Devant la juridiction de renvoi, la commune de Copertino a contesté cette demande en invoquant l’article 5, paragraphe 8, du décret-loi no 95. Selon cette dernière, le fait que BU ait pris des congés au cours de l’année 2016 démontrerait qu’il avait connaissance de son obligation, en vertu de cette disposition, de prendre les jours de congé qu’il avait acquis avant la fin de la relation de travail. En outre, il n’aurait pas pris le solde de ses congés alors même qu’il avait démissionné.

12

La juridiction de renvoi expose que les 79 jours de congé non pris invoqués par BU correspondent à des jours de congé annuel payé prévus par la directive 2003/88, dont 55 seraient dus au titre des années antérieures à l’année 2016 et le reste au titre de cette dernière année d’emploi. Cette juridiction ajoute que BU a pris des congés au cours de l’année 2016, correspondant à des jours acquis au titre d’années plus anciennes, lesquels avaient été reportés sur l’année 2013 et les années suivantes. Cette situation n’impliquerait toutefois aucun comportement abusif de la part de BU, susceptible de correspondre à ceux visés au point 48 de l’arrêt du 6 novembre 2018, Max-Planck-Gesellschaft zur Förderung der Wissenschaften (C-684/16, EU:C:2018:874).

13

La juridiction de renvoi fait également observer que la Corte costituzionale (Cour constitutionnelle, Italie), dans l’arrêt no 95/2016, a jugé que l’article 5, paragraphe 8, du décret-loi no 95, applicable aux agents publics et prévoyant, sous réserve de certaines exceptions, qu’aucune compensation financière ne peut être versée pour les congés payés non pris était conforme aux principes consacrés par la Constitution italienne, sans porter atteinte à ceux du droit de l’Union ainsi qu’aux règles de droit international.
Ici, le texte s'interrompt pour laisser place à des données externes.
//! Leaderboard structures.
//!
//! Aggregated metrics come from SQL `SUM`/division results that the server
//! serializes either as JSON numbers or as decimal strings, so every metric
//! field goes through [`lenient_number`].

use std::collections::BTreeMap;

use serde::{Deserialize, Deserializer, Serialize};

use crate::models::subject_times::SubjectTimes;

#[derive(Deserialize)]
#[serde(untagged)]
enum NumberOrText {
    Number(f64),
    Text(String),
}

/// Deserialize a number that may arrive quoted.
pub fn lenient_number<'de, D>(deserializer: D) -> Result<f64, D::Error>
where
    D: Deserializer<'de>,
{
    match NumberOrText::deserialize(deserializer)? {
        NumberOrText::Number(n) => Ok(n),
        NumberOrText::Text(s) => s.trim().parse().map_err(serde::de::Error::custom),
    }
}

/// Like [`lenient_number`] for optional fields; `null` stays `None`.
pub fn lenient_optional_number<'de, D>(deserializer: D) -> Result<Option<f64>, D::Error>
where
    D: Deserializer<'de>,
{
    match Option::<NumberOrText>::deserialize(deserializer)? {
        None => Ok(None),
        Some(NumberOrText::Number(n)) => Ok(Some(n)),
        Some(NumberOrText::Text(s)) if s.trim().is_empty() || s == "None" => Ok(None),
        Some(NumberOrText::Text(s)) => s.trim().parse().map(Some).map_err(serde::de::Error::custom),
    }
}

/// Entry of a question-count leaderboard.
#[derive(Debug, Clone, Serialize, Deserialize, PartialEq)]
pub struct CountEntry {
    #[serde(rename = "nome")]
    pub name: String,

    #[serde(deserialize_with = "lenient_number")]
    pub total: f64,
}

/// Entry of an accuracy leaderboard.
#[derive(Debug, Clone, Serialize, Deserialize, PartialEq)]
pub struct PercentEntry {
    #[serde(rename = "nome")]
    pub name: String,

    #[serde(rename = "percentual", deserialize_with = "lenient_number")]
    pub percentage: f64,
}

/// Both leaderboards for a period, as served by `/api/rankings` and
/// `/api/rankings/geral`.
#[derive(Debug, Clone, Serialize, Deserialize, Default, PartialEq)]
pub struct Rankings {
    #[serde(rename = "quantidade", default)]
    pub by_count: Vec<CountEntry>,

    #[serde(rename = "percentual", default)]
    pub by_percentage: Vec<PercentEntry>,
}

/// One team's totals in the prior-week battle.
#[derive(Debug, Clone, Serialize, Deserialize, PartialEq)]
pub struct TeamTotals {
    #[serde(rename = "questoes", deserialize_with = "lenient_number")]
    pub questions: f64,

    #[serde(rename = "precisao", deserialize_with = "lenient_number")]
    pub precision: f64,
}

/// The Alpha versus Omega comparison.
#[derive(Debug, Clone, Serialize, Deserialize, PartialEq)]
pub struct Battle {
    #[serde(rename = "Alpha")]
    pub alpha: TeamTotals,

    #[serde(rename = "Omega")]
    pub omega: TeamTotals,

    #[serde(rename = "vencedor")]
    pub winner: String,
}

/// Date range covered by a report, formatted `dd/mm/yyyy`.
#[derive(Debug, Clone, Serialize, Deserialize, PartialEq, Eq)]
pub struct Period {
    #[serde(rename = "inicio")]
    pub start: String,

    #[serde(rename = "fim")]
    pub end: String,
}

/// Prior-week report from `/api/rankings/semana-passada`.
#[derive(Debug, Clone, Serialize, Deserialize, Default, PartialEq)]
pub struct WeeklyReport {
    #[serde(flatten)]
    pub rankings: Rankings,

    #[serde(rename = "batalha", default)]
    pub battle: Option<Battle>,

    #[serde(rename = "periodo", default)]
    pub period: Option<Period>,
}

/// A member's contribution inside a team scoreboard.
#[derive(Debug, Clone, Serialize, Deserialize, PartialEq)]
pub struct MemberCount {
    #[serde(rename = "nome")]
    pub name: String,

    #[serde(rename = "qtd", deserialize_with = "lenient_number")]
    pub questions: f64,
}

/// Current-week totals of one team, from `/api/batalha/placar`.
#[derive(Debug, Clone, Serialize, Deserialize, PartialEq)]
pub struct TeamScore {
    #[serde(rename = "questoes", deserialize_with = "lenient_number")]
    pub questions: f64,

    #[serde(rename = "acertos", deserialize_with = "lenient_number")]
    pub correct: f64,

    #[serde(rename = "precisao", deserialize_with = "lenient_number")]
    pub precision: f64,

    #[serde(rename = "ranking", default)]
    pub members: Vec<MemberCount>,
}

/// Scoreboard keyed by team name.
pub type TeamScoreboard = BTreeMap<String, TeamScore>;

/// Row of a single exam's leaderboard.
#[derive(Debug, Clone, Serialize, Deserialize, PartialEq)]
pub struct ExamRankingEntry {
    #[serde(rename = "aluno_nome")]
    pub student_name: String,

    #[serde(rename = "nota", deserialize_with = "lenient_number")]
    pub score: f64,

    /// Total minutes spent, when the session timer was used
    #[serde(
        rename = "tempo_total_gasto",
        default,
        deserialize_with = "lenient_optional_number"
    )]
    pub total_minutes: Option<f64>,

    #[serde(rename = "tempos_por_materia", default)]
    pub subject_times: SubjectTimes,
}
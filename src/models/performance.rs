//! Date-range performance summary structures.

use serde::{Deserialize, Serialize};

use crate::models::ranking::lenient_number;

/// Totals for one student over a date range.
#[derive(Debug, Clone, Serialize, Deserialize, PartialEq)]
pub struct PerformanceSummary {
    #[serde(rename = "aluno_nome")]
    pub student_name: String,

    #[serde(rename = "data_inicio")]
    pub start: String,

    #[serde(rename = "data_fim")]
    pub end: String,

    #[serde(rename = "total_questoes", deserialize_with = "lenient_number")]
    pub total_questions: f64,

    #[serde(rename = "total_acertos", deserialize_with = "lenient_number")]
    pub total_correct: f64,

    #[serde(rename = "percentual_total", deserialize_with = "lenient_number")]
    pub total_percentage: f64,

    #[serde(rename = "dados_diarios", default)]
    pub daily: Vec<DailyPoint>,
}

/// One calendar day inside the queried range.
#[derive(Debug, Clone, Serialize, Deserialize, PartialEq)]
pub struct DailyPoint {
    /// `YYYY-MM-DD`
    #[serde(rename = "data")]
    pub date: String,

    #[serde(rename = "questoes", deserialize_with = "lenient_number")]
    pub questions: f64,

    #[serde(rename = "acertos", default, deserialize_with = "lenient_number")]
    pub correct: f64,

    #[serde(rename = "percentual", deserialize_with = "lenient_number")]
    pub percentage: f64,
}
//! Question-practice registration structures.

use serde::{Deserialize, Serialize};

/// A recently registered practice batch.
#[derive(Debug, Clone, Serialize, Deserialize, PartialEq, Eq)]
pub struct RecentRecord {
    pub id: i64,

    #[serde(rename = "aluno_nome")]
    pub student_name: String,

    #[serde(rename = "questoes")]
    pub questions: i64,

    #[serde(rename = "acertos")]
    pub correct: i64,
}

/// Payload for registering a practice batch.
#[derive(Debug, Clone, Serialize, PartialEq, Eq)]
pub struct NewRecord {
    #[serde(rename = "aluno_id")]
    pub student_id: i64,

    #[serde(rename = "quantidade")]
    pub questions: i64,

    #[serde(rename = "acertos")]
    pub correct: i64,
}
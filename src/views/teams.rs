//! Team battle scoreboard and student administration.

use std::sync::Arc;

use crate::api::{ApiClient, Transport};
use crate::error::AppError;
use crate::models::{NewStudent, StudentUpdate, TeamAssignment, TeamMember, TeamScore};
use crate::page::Page;
use crate::utils::{format_number, format_percent};
use crate::views::{alert_failure, optional_text};

/// Teams a student can belong to.
pub const TEAMS: [&str; 3] = ["Alpha", "Omega", "Sem Time"];

/// Shown as the leader when both teams answered the same number of questions.
pub const TIE: &str = "EMPATE";

const COMMUNICATION_ERROR: &str = "Erro de comunicação com o servidor.";

/// Current-week panel of one team.
#[derive(Debug, Clone, PartialEq, Eq)]
pub struct TeamPanel {
    pub name: String,
    pub questions: String,
    pub correct: String,
    pub precision: String,
    /// `{rank}. {name} - {n} questões`, best first
    pub members: Vec<String>,
}

impl TeamPanel {
    fn new(name: &str, score: &TeamScore) -> Self {
        Self {
            name: name.to_string(),
            questions: format_number(score.questions),
            correct: format_number(score.correct),
            precision: format_percent(score.precision),
            members: score
                .members
                .iter()
                .enumerate()
                .map(|(i, m)| format!("{}. {} - {} questões", i + 1, m.name, format_number(m.questions)))
                .collect(),
        }
    }
}

/// Controller of the team pages.
pub struct TeamsController<T> {
    api: ApiClient<T>,
    page: Arc<dyn Page>,
    panels: Vec<TeamPanel>,
    leader: Option<String>,
    roster: Vec<TeamMember>,
}

impl<T: Transport> TeamsController<T> {
    pub fn new(api: ApiClient<T>, page: Arc<dyn Page>) -> Self {
        Self {
            api,
            page,
            panels: Vec::new(),
            leader: None,
            roster: Vec::new(),
        }
    }

    /// Fetch the current-week battle.
    pub async fn scoreboard(&mut self) {
        let board = match self.api.team_scoreboard().await {
            Ok(board) => board,
            Err(e) => {
                log::error!("Failed to load team scoreboard: {e}");
                self.panels.clear();
                self.leader = None;
                return;
            }
        };

        self.panels = board
            .iter()
            .map(|(name, score)| TeamPanel::new(name, score))
            .collect();

        let mut ordered: Vec<_> = board.iter().collect();
        ordered.sort_by(|a, b| b.1.questions.total_cmp(&a.1.questions));
        self.leader = match ordered.as_slice() {
            [] => None,
            [(name, _)] => Some(name.to_string()),
            [(first, a), (_, b), ..] if a.questions > b.questions => Some(first.to_string()),
            _ => Some(TIE.to_string()),
        };
    }

    pub fn panels(&self) -> &[TeamPanel] {
        &self.panels
    }

    pub fn leader(&self) -> Option<&str> {
        self.leader.as_deref()
    }

    pub async fn load_roster(&mut self) {
        match self.api.students_with_team().await {
            Ok(roster) => self.roster = roster,
            Err(e) => log::error!("Failed to load team roster: {e}"),
        }
    }

    pub fn roster(&self) -> &[TeamMember] {
        &self.roster
    }

    /// Move a student to another team.
    pub async fn assign(&mut self, student_id: i64, team: &str) {
        if !TEAMS.contains(&team) {
            self.page.alert(&format!("Time inválido: {team}"));
            return;
        }
        let assignment = TeamAssignment {
            student_id,
            team: team.to_string(),
        };
        match self.api.assign_team(&assignment).await {
            Ok(()) => {
                log::info!("Student {student_id} moved to {team}");
                self.load_roster().await;
            }
            Err(e) => alert_failure(
                self.page.as_ref(),
                "Failed to assign team",
                &e,
                COMMUNICATION_ERROR,
            ),
        }
    }

    pub async fn create_student(&mut self, name: &str, team: Option<&str>) {
        let Some(name) = optional_text(name) else {
            self.page.alert("Informe o nome do aluno.");
            return;
        };
        let student = NewStudent {
            name,
            team: team.unwrap_or(TEAMS[2]).to_string(),
        };
        match self.api.create_student(&student).await {
            Ok(()) => {
                log::info!("Student {} created", student.name);
                self.load_roster().await;
                self.page.alert("Aluno criado!");
            }
            Err(e) => alert_failure(
                self.page.as_ref(),
                "Failed to create student",
                &e,
                COMMUNICATION_ERROR,
            ),
        }
    }

    /// Rename and/or move a student. Blank values are left untouched.
    pub async fn update_student(&mut self, id: i64, name: Option<&str>, team: Option<&str>) {
        let update = StudentUpdate {
            name: name.and_then(optional_text),
            team: team.and_then(optional_text),
        };
        if update.name.is_none() && update.team.is_none() {
            self.page.alert("Nada para atualizar.");
            return;
        }
        match self.api.update_student(id, &update).await {
            Ok(()) => {
                self.load_roster().await;
                self.page.alert("Dados atualizados!");
            }
            Err(e) => alert_failure(
                self.page.as_ref(),
                "Failed to update student",
                &e,
                COMMUNICATION_ERROR,
            ),
        }
    }

    /// Delete a student and their history after confirmation.
    pub async fn delete_student(&mut self, id: i64) {
        if !self
            .page
            .confirm("Tem certeza que deseja apagar este aluno e todo o seu histórico?")
        {
            return;
        }
        match self.api.delete_student(id).await {
            Ok(()) => {
                log::info!("Student {id} deleted");
                self.load_roster().await;
            }
            Err(AppError::Rejected { message, .. }) => {
                self.page.alert(&format!("Falha ao apagar o aluno. {message}"));
            }
            Err(e) => {
                log::error!("Failed to delete student {id}: {e}");
                self.page.alert(COMMUNICATION_ERROR);
            }
        }
    }

    pub fn render_scoreboard(&self) -> String {
        let mut out = String::from("== Batalha de Times ==\n");
        for panel in &self.panels {
            out.push_str(&format!(
                "{}: {} questões, {} acertos, precisão {}\n",
                panel.name, panel.questions, panel.correct, panel.precision
            ));
            for member in &panel.members {
                out.push_str(&format!("    {member}\n"));
            }
        }
        if let Some(leader) = &self.leader {
            out.push_str(&format!("Liderando: {leader}\n"));
        }
        out
    }

    pub fn render_roster(&self) -> String {
        let mut out = String::new();
        for team in TEAMS {
            out.push_str(&format!("== {team} ==\n"));
            for member in self.roster.iter().filter(|m| m.team == team) {
                out.push_str(&format!("  [{}] {}\n", member.id, member.name));
            }
        }
        for member in self.roster.iter().filter(|m| !TEAMS.contains(&m.team.as_str())) {
            out.push_str(&format!("  [{}] {} ({})\n", member.id, member.name, member.team));
        }
        out
    }
}

#[cfg(test)]
mod tests {
    use super::*;
    use crate::api::Method;
    use crate::api::mock::MockTransport;
    use crate::page::recording::RecordingPage;
    use serde_json::json;

    const ROSTER: &str = "/api/alunos-com-time";

    fn controller(mock: &MockTransport) -> (Arc<RecordingPage>, TeamsController<MockTransport>) {
        let page = Arc::new(RecordingPage::new("Times"));
        let controller = TeamsController::new(ApiClient::new(mock.clone()), page.clone());
        (page, controller)
    }

    fn team(questions: &str, members: serde_json::Value) -> serde_json::Value {
        json!({"questoes": questions, "acertos": 10, "precisao": 66.6666, "ranking": members})
    }

    #[tokio::test]
    async fn scoreboard_panels_and_leader() {
        let mock = MockTransport::new();
        mock.reply(
            Method::Get,
            "/api/batalha/placar",
            200,
            json!({
                "Alpha": team("120", json!([{"nome": "Liu", "qtd": "80"}, {"nome": "Yan", "qtd": 40}])),
                "Omega": team("95", json!([]))
            }),
        );
        let (_, mut controller) = controller(&mock);

        controller.scoreboard().await;

        assert_eq!(controller.leader(), Some("Alpha"));
        let alpha = &controller.panels()[0];
        assert_eq!(alpha.questions, "120");
        assert_eq!(alpha.precision, "66.67%");
        assert_eq!(alpha.members, vec!["1. Liu - 80 questões", "2. Yan - 40 questões"]);
    }

    #[tokio::test]
    async fn equal_totals_are_a_tie() {
        let mock = MockTransport::new();
        mock.reply(
            Method::Get,
            "/api/batalha/placar",
            200,
            json!({"Alpha": team("50", json!([])), "Omega": team("50", json!([]))}),
        );
        let (_, mut controller) = controller(&mock);

        controller.scoreboard().await;

        assert_eq!(controller.leader(), Some(TIE));
    }

    #[tokio::test]
    async fn assign_posts_then_refreshes_roster() {
        let mock = MockTransport::new();
        mock.reply(Method::Post, "/api/alunos/atualizar-time", 200, json!({"status": "sucesso"}));
        mock.reply(
            Method::Get,
            ROSTER,
            200,
            json!([{"id": 1, "nome": "Liu", "time": "Omega"}, {"id": 2, "nome": "Yan", "time": null}]),
        );
        let (_, mut controller) = controller(&mock);

        controller.assign(1, "Omega").await;

        let calls = mock.calls();
        assert_eq!(calls[0].body, Some(json!({"aluno_id": 1, "time": "Omega"})));
        assert_eq!(mock.count(Method::Get, ROSTER), 1);
        assert_eq!(controller.roster()[0].team, "Omega");
    }

    #[tokio::test]
    async fn unknown_team_is_refused_locally() {
        let mock = MockTransport::new();
        let (page, mut controller) = controller(&mock);

        controller.assign(1, "Delta").await;

        assert!(mock.calls().is_empty());
        assert_eq!(page.alerts(), vec!["Time inválido: Delta"]);
    }

    #[tokio::test]
    async fn duplicate_student_shows_server_error() {
        let mock = MockTransport::new();
        mock.reply(
            Method::Post,
            "/api/alunos",
            409,
            json!({"erro": "Já existe um aluno com esse nome"}),
        );
        let (page, mut controller) = controller(&mock);

        controller.create_student(" Liu ", None).await;

        assert_eq!(
            mock.calls()[0].body,
            Some(json!({"nome": "Liu", "time": "Sem Time"}))
        );
        assert_eq!(page.alerts(), vec!["Erro: Já existe um aluno com esse nome"]);
        assert_eq!(mock.count(Method::Get, ROSTER), 0);
    }

    #[tokio::test]
    async fn update_sends_only_given_fields() {
        let mock = MockTransport::new();
        mock.reply(Method::Put, "/api/alunos/3", 200, json!({"status": "sucesso"}));
        mock.reply(Method::Get, ROSTER, 200, json!([]));
        let (page, mut controller) = controller(&mock);

        controller.update_student(3, Some("  "), Some("Alpha")).await;

        assert_eq!(mock.calls()[0].body, Some(json!({"time": "Alpha"})));
        assert_eq!(page.alerts(), vec!["Dados atualizados!"]);
    }

    #[tokio::test]
    async fn delete_student_requires_confirmation() {
        let mock = MockTransport::new();
        mock.reply(Method::Delete, "/api/alunos/3", 200, json!({"status": "sucesso"}));
        mock.reply(Method::Get, ROSTER, 200, json!([]));
        let (page, mut controller) = controller(&mock);

        page.answer(false);
        controller.delete_student(3).await;
        assert!(mock.calls().is_empty());

        controller.delete_student(3).await;
        assert_eq!(mock.count(Method::Delete, "/api/alunos/3"), 1);
        assert_eq!(mock.count(Method::Get, ROSTER), 1);
    }
}
//! Application configuration structures.

use std::fs;
use std::path::{Path, PathBuf};

use serde::{Deserialize, Serialize};

use crate::error::{AppError, Result};

/// Root application configuration.
#[derive(Debug, Clone, Serialize, Deserialize, Default)]
pub struct Config {
    /// HTTP client settings
    #[serde(default)]
    pub client: ClientConfig,

    /// Exam session page settings
    #[serde(default)]
    pub session: SessionConfig,

    /// Print/export settings
    #[serde(default)]
    pub export: ExportConfig,
}

impl Config {
    /// Load configuration from a TOML file.
    pub fn load(path: impl AsRef<Path>) -> Result<Self> {
        let content = fs::read_to_string(path)?;
        Ok(toml::from_str(&content)?)
    }

    /// Load configuration or return default if loading fails.
    pub fn load_or_default(path: impl AsRef<Path>) -> Self {
        Self::load(&path).unwrap_or_else(|e| {
            log::warn!(
                "Config load failed from {:?}: {}. Using defaults.",
                path.as_ref(),
                e
            );
            Self::default()
        })
    }

    /// Validate configuration values for basic sanity.
    pub fn validate(&self) -> Result<()> {
        if self.client.base_url.trim().is_empty() {
            return Err(AppError::validation("client.base_url is empty"));
        }
        url::Url::parse(&self.client.base_url)?;
        if self.client.user_agent.trim().is_empty() {
            return Err(AppError::validation("client.user_agent is empty"));
        }
        if self.client.timeout_secs == 0 {
            return Err(AppError::validation("client.timeout_secs must be > 0"));
        }
        if self.session.subjects.is_empty() {
            return Err(AppError::validation("No session subjects defined"));
        }
        if self.session.subjects.iter().any(|s| s.trim().is_empty()) {
            return Err(AppError::validation("session.subjects contains a blank name"));
        }
        if !self.session.ranking_page.starts_with('/') {
            return Err(AppError::validation(
                "session.ranking_page must be an absolute path",
            ));
        }
        Ok(())
    }
}

/// HTTP client settings.
#[derive(Debug, Clone, Serialize, Deserialize)]
pub struct ClientConfig {
    /// Server root, e.g. `http://localhost:5000`
    #[serde(default = "defaults::base_url")]
    pub base_url: String,

    /// User-Agent header for HTTP requests
    #[serde(default = "defaults::user_agent")]
    pub user_agent: String,

    /// Request timeout in seconds
    #[serde(default = "defaults::timeout")]
    pub timeout_secs: u64,
}

impl Default for ClientConfig {
    fn default() -> Self {
        Self {
            base_url: defaults::base_url(),
            user_agent: defaults::user_agent(),
            timeout_secs: defaults::timeout(),
        }
    }
}

/// Exam session page settings.
#[derive(Debug, Clone, Serialize, Deserialize)]
pub struct SessionConfig {
    /// Exam the session times are saved against
    #[serde(default)]
    pub exam_id: Option<i64>,

    /// Subject buttons offered during a session
    #[serde(default = "defaults::subjects")]
    pub subjects: Vec<String>,

    /// Page to open after a successful save
    #[serde(default = "defaults::ranking_page")]
    pub ranking_page: String,
}

impl Default for SessionConfig {
    fn default() -> Self {
        Self {
            exam_id: None,
            subjects: defaults::subjects(),
            ranking_page: defaults::ranking_page(),
        }
    }
}

/// Print/export settings.
#[derive(Debug, Clone, Serialize, Deserialize)]
pub struct ExportConfig {
    /// Directory printed reports are written to
    #[serde(default = "defaults::output_dir")]
    pub output_dir: PathBuf,
}

impl Default for ExportConfig {
    fn default() -> Self {
        Self {
            output_dir: defaults::output_dir(),
        }
    }
}

mod defaults {
    use std::path::PathBuf;

    pub fn base_url() -> String {
        "http://localhost:5000".into()
    }
    pub fn user_agent() -> String {
        "simulados-cli/0.1".into()
    }
    pub fn timeout() -> u64 {
        15
    }
    pub fn subjects() -> Vec<String> {
        [
            "Português",
            "Matemática",
            "Raciocínio Lógico",
            "Informática",
            "Direito Constitucional",
            "Direito Administrativo",
        ]
        .into_iter()
        .map(String::from)
        .collect()
    }
    pub fn ranking_page() -> String {
        "/ranking-simulados".into()
    }
    pub fn output_dir() -> PathBuf {
        PathBuf::from("reports")
    }
}
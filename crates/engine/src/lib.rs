pub mod backtest;
pub mod binance;
pub mod lifecycle;
pub mod report;

pub use backtest::{backtest, DEFAULT_MARTINGALE_DEPTH};
pub use binance::BinanceKlines;
pub use lifecycle::{CatalogHandle, CatalogSettings, Cataloger};
pub use report::{evaluate_instrument, evaluate_strategy, sort_reports, summary_lines, SnapshotBuilder};
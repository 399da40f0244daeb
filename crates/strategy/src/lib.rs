pub mod catalog;
pub mod config;
pub mod registry;
pub mod voting;

pub use catalog::{catalog, PatternStrategy};
pub use config::{StrategyConfig, StrategyFileConfig};
pub use registry::StrategyRegistry;
pub use voting::{majority, minority};

use common::{CandleSequence, StrategySignal};

/// All strategy implementations must satisfy this trait.
///
/// Strategies are pure: the same candles always produce the same signals.
pub trait Strategy: Send + Sync {
    /// Stable identifier used in config files and the API (e.g. "mhi1").
    fn id(&self) -> &str;

    /// Human-readable name shown in reports and the dashboard.
    fn name(&self) -> &str;

    /// Smallest candle index the strategy can evaluate.
    fn min_history(&self) -> usize;

    /// Scan the whole sequence, returning one decision per evaluated index in
    /// ascending index order. Decisions may be `Signal::None`.
    fn evaluate(&self, candles: &CandleSequence) -> Vec<StrategySignal>;
}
Cette juridiction serait parvenue à cette conclusion en identifiant différentes exceptions à cette règle, qui ne seraient pas pertinentes en l’espèce.

14

La Corte costituzionale (Cour constitutionnelle) aurait tenu compte à la fois de la nécessité de maîtriser les dépenses publiques et de contraintes organisationnelles pour l’employeur public, en relevant que cette réglementation visait à mettre un terme au recours incontrôlé à la « compensation financière » des congés non pris ainsi qu’à réaffirmer la prééminence de la prise effective des congés. Selon cette dernière, l’interdiction de verser une indemnité financière serait écartée lorsque les congés n’ont pas été pris pour des raisons indépendantes de la volonté du travailleur, telles que la maladie, mais non pas en cas de démission volontaire.